Task item: Type out the listing again, exactly, with every line included.

▬▬▬▬▬▬▬▬▬▬

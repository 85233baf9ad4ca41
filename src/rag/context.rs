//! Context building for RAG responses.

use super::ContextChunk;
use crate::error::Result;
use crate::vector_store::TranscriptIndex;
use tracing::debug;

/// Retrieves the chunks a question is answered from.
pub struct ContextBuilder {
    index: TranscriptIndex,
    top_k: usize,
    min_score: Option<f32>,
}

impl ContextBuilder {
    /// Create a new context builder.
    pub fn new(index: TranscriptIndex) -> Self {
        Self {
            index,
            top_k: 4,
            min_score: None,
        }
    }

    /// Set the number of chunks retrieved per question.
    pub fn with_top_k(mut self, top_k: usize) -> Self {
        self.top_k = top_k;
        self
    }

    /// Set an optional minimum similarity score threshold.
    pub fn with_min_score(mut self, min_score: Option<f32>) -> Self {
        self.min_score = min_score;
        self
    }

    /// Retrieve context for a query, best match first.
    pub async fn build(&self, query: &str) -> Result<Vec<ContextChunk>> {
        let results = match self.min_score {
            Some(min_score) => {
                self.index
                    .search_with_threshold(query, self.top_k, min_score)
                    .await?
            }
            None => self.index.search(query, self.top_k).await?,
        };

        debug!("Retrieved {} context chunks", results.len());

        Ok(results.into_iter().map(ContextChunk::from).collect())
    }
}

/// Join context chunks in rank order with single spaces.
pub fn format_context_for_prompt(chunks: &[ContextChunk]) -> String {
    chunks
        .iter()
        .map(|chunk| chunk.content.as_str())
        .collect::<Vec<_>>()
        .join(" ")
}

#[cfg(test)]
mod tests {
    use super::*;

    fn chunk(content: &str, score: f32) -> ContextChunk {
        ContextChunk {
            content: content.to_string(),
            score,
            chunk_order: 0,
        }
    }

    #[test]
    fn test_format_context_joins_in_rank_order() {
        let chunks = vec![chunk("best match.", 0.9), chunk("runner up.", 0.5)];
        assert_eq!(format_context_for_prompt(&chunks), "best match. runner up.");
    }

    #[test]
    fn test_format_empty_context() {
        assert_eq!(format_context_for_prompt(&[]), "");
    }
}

▬▬▬▬▬▬▬▬▬▬

Completed task:
repository 85233baf9ad4ca41
filename src/rag/context.rs
//! Context building for RAG responses.

use super::ContextChunk;
use crate::error::Result;
use crate::vector_store::TranscriptIndex;
use tracing::debug;

/// Retrieves the chunks a question is answered from.
pub struct ContextBuilder {
    index: TranscriptIndex,
    top_k: usize,
    min_score: Option<f32>,
}

impl ContextBuilder {
    /// Create a new context builder.
    pub fn new(index: TranscriptIndex) -> Self {
        Self {
            index,
            top_k: 4,
            min_score: None,
        }
    }

    /// Set the number of chunks retrieved per question.
    pub fn with_top_k(mut self, top_k: usize) -> Self {
        self.top_k = top_k;
        self
    }

    /// Set an optional minimum similarity score threshold.
    pub fn with_min_score(mut self, min_score: Option<f32>) -> Self {
        self.min_score = min_score;
        self
    }

    /// Retrieve context for a query, best match first.
    pub async fn build(&self, query: &str) -> Result<Vec<ContextChunk>> {
        let results = match self.min_score {
            Some(min_score) => {
                self.index
                    .search_with_threshold(query, self.top_k, min_score)
                    .await?
            }
            None => self.index.search(query, self.top_k).await?,
        };

        debug!("Retrieved {} context chunks", results.len());

        Ok(results.into_iter().map(ContextChunk::from).collect())
    }
}

/// Join context chunks in rank order with single spaces.
pub fn format_context_for_prompt(chunks: &[ContextChunk]) -> String {
    chunks
        .iter()
        .map(|chunk| chunk.content.as_str())
        .collect::<Vec<_>>()
        .join(" ")
}

#[cfg(test)]
mod tests {
    use super::*;

    fn chunk(content: &str, score: f32) -> ContextChunk {
        ContextChunk {
            content: content.to_string(),
            score,
            chunk_order: 0,
        }
    }

    #[test]
    fn test_format_context_joins_in_rank_order() {
        let chunks = vec![chunk("best match.", 0.9), chunk("runner up.", 0.5)];
        assert_eq!(format_context_for_prompt(&chunks), "best match. runner up.");
    }

    #[test]
    fn test_format_empty_context() {
        assert_eq!(format_context_for_prompt(&[]), "");
    }
}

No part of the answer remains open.